Form 6-K

 

 

UNITED STATES

SECURITIES AND EXCHANGE COMMISSION

WASHINGTON, D.C.

 

 

FORM 6-K

 

 

REPORT OF FOREIGN PRIVATE ISSUER

Pursuant to Rule 13a-16 or 15d-16

under the Securities Exchange Act of 1934

For the month of December 2019

COMMISSION FILE NUMBER: 001-33373

 

 

CAPITAL PRODUCT PARTNERS L.P.

(Translation of registrant’s name into English)

 

 

3 Iassonos Street

Piraeus, 18537 Greece

(Address of principal executive offices)

 

 

Indicate by check mark whether the Registrant files or will file annual reports under cover of Form 20-F or Form 40-F.

 

Form 20-F  ☒                 Form 40-F  ☐

Indicate by check mark if the registrant is submitting the Form 6-K in paper as permitted by Regulation S-T Rule 101(b)(1):  ☐

Indicate by check mark if the registrant is submitting the Form 6-K in paper as permitted by Regulation S-T Rule 101(b)(7):  ☐

 

 

 


On December 18, 2019, Capital Product Partners L.P. issued a press release announcing the acquisition of three 10,000 TEU container vessels and partial refinancing of its 2017 credit facility.

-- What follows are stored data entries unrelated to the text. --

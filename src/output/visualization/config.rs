//! Render configuration and color assignment
//!
//! This module defines the raster settings used when a [`Figure`] is written
//! to disk ([`PlotConfig`]) and the cyclic color mapping shared by contour
//! and pathline plots ([`Palette`], [`ColorSource`]).
//!
//! [`Figure`]: crate::output::surface::Figure

use plotters::prelude::*;

/// Color of pathline segments outside an aquifer
pub const INACTIVE_COLOR: RGBColor = BLACK;

/// Fill color of leaky layers and aquifer separators (grey 0.8)
pub const LEAKY_LAYER_COLOR: RGBColor = RGBColor(204, 204, 204);

/// Default property cycle (tab10)
const DEFAULT_CYCLE: [RGBColor; 10] = [
    RGBColor(31, 119, 180),  // blue
    RGBColor(255, 127, 14),  // orange
    RGBColor(44, 160, 44),   // green
    RGBColor(214, 39, 40),   // red
    RGBColor(148, 103, 189), // purple
    RGBColor(140, 86, 75),   // brown
    RGBColor(227, 119, 194), // pink
    RGBColor(127, 127, 127), // grey
    RGBColor(188, 189, 34),  // olive
    RGBColor(23, 190, 207),  // cyan
];

/// Configuration for rasterising a figure
///
/// # Fields
///
/// - `width`, `height`: Output dimensions in pixels; `None` keeps the figure size
/// - `background`: Background color
/// - `font_size`: Text size of annotations, contour labels and legends
/// - `tick_font_size`: Text size of axis tick labels
///
/// # Example
///
/// ```rust,ignore
/// use aquiplot::output::visualization::{render_figure, PlotConfig};
///
/// let mut config = PlotConfig::default();
/// config.width = Some(1920);
/// config.height = Some(1080);
/// render_figure(&figure, "xsection.png", Some(&config))?;
/// ```
#[derive(Clone, Debug)]
pub struct PlotConfig {
    /// Image width in pixels (default: figure width)
    pub width: Option<u32>,

    /// Image height in pixels (default: figure height)
    pub height: Option<u32>,

    /// Background color (default: WHITE)
    pub background: RGBColor,

    /// Annotation font size (default: 14)
    pub font_size: u32,

    /// Tick label font size (default: 12)
    pub tick_font_size: u32,
}

impl Default for PlotConfig {
    fn default() -> Self {
        Self {
            width: None,
            height: None,
            background: WHITE,
            font_size: 14,
            tick_font_size: 12,
        }
    }
}

impl PlotConfig {
    /// Config that rescales the output to `(width, height)` pixels
    pub fn sized(width: u32, height: u32) -> Self {
        Self {
            width: Some(width),
            height: Some(height),
            ..Self::default()
        }
    }

    /// Output size for a figure of `figure_size` pixels
    pub(crate) fn output_size(&self, figure_size: (u32, u32)) -> (u32, u32) {
        (
            self.width.unwrap_or(figure_size.0),
            self.height.unwrap_or(figure_size.1),
        )
    }
}

// =================================================================================================
// Color assignment
// =================================================================================================

/// Caller-selected color specification
#[derive(Clone, Debug, Default, PartialEq)]
pub enum ColorSource {
    /// Default property cycle
    #[default]
    Cycle,
    /// Same color for everything
    Single(RGBColor),
    /// Explicit list, recycled when shorter than needed
    List(Vec<RGBColor>),
}

impl From<RGBColor> for ColorSource {
    fn from(color: RGBColor) -> Self {
        ColorSource::Single(color)
    }
}

impl From<Vec<RGBColor>> for ColorSource {
    fn from(colors: Vec<RGBColor>) -> Self {
        ColorSource::List(colors)
    }
}

/// Fixed-length color sequence indexed modulo its length
#[derive(Clone, Debug, PartialEq)]
pub struct Palette {
    colors: Vec<RGBColor>,
}

impl Palette {
    /// The default property cycle
    pub fn default_cycle() -> Self {
        Self { colors: DEFAULT_CYCLE.to_vec() }
    }

    /// Resolve a color source for `count` layers
    ///
    /// A single color is replicated `count` times; an empty list falls back to
    /// the default cycle.
    pub fn resolve(source: &ColorSource, count: usize) -> Self {
        match source {
            ColorSource::Cycle => Self::default_cycle(),
            ColorSource::Single(color) => Self { colors: vec![*color; count.max(1)] },
            ColorSource::List(colors) if colors.is_empty() => Self::default_cycle(),
            ColorSource::List(colors) => Self { colors: colors.clone() },
        }
    }

    /// Color for layer number `index`
    pub fn color(&self, index: usize) -> RGBColor {
        self.colors[index % self.colors.len()]
    }

    pub fn len(&self) -> usize {
        self.colors.len()
    }

    pub fn is_empty(&self) -> bool {
        self.colors.is_empty()
    }
}

// =================================================================================================
// Tests
// =================================================================================================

A copy of the press release is attached as Exhibit I hereto.


SIGNATURES

Pursuant to the requirements of the Securities Exchange Act of 1934, the registrant has duly caused this report to be signed on its behalf by the undersigned, thereunto duly authorized.

 

  CAPITAL PRODUCT PARTNERS L.P.
Dated: December 23, 2019   By:   Capital GP L.L.C., its general partner
   

/s/ Gerasimos (Jerry) Kalogiratos

    Name:   Gerasimos (Jerry) Kalogiratos
    Title:  

Chief Executive Officer

of Capital GP L.L.C.

Exhibit I

Exhibit I

 

LOGO

CAPITAL PRODUCT PARTNERS L.P. ANNOUNCES THE ACQUISITION OF THREE 10,000 TEU CONTAINER VESSELS AND PARTIAL REFINACING OF ITS 2017 CREDIT FACILITY.

ATHENS, GREECE – Dec. 18, 2019 — Capital Product Partners L.P. (the “Partnership”) (NASDAQ: CPLP) today announced that it agreed to acquire three 10,000 TEU sister container vessels, namely the M/V Athos, the M/V Aristomenis and the M/V Athenian built in 2011 at Samsung Heavy Industries S. Korea, for a total consideration of $162.6 million from Capital Maritime & Trading Corp. The vessels are under long-term time charters with Hapag-Lloyd which will expire in April 2024. The gross charter rate for each vessel currently amounts to $27,000 per day, increasing to $28,000 per day for the M/V Aristomenis from October 2020, and from July 2021 onwards for the M/V Athos and the M/V Athenian. The time charters include two one-year options at $32,500 and $33,500 gross per day, respectively.

The Partnership intends to fund the acquisition of the three vessels with approximately $47.1 million cash at hand and two financing arrangements: the M/V Aristomenis and M/V Athos will be financed through a sale and lease back transaction, entered into with CMB Financial Leasing Co., Ltd, (“CMBFL”) for an amount of up to $38.5 million each (The “CMBFL facility”), while the M/V Athenian will be financed through a term loan entered into with Hamburg Commercial Bank A.G. for an amount of up to $38.5 million (the “HCOB facility”).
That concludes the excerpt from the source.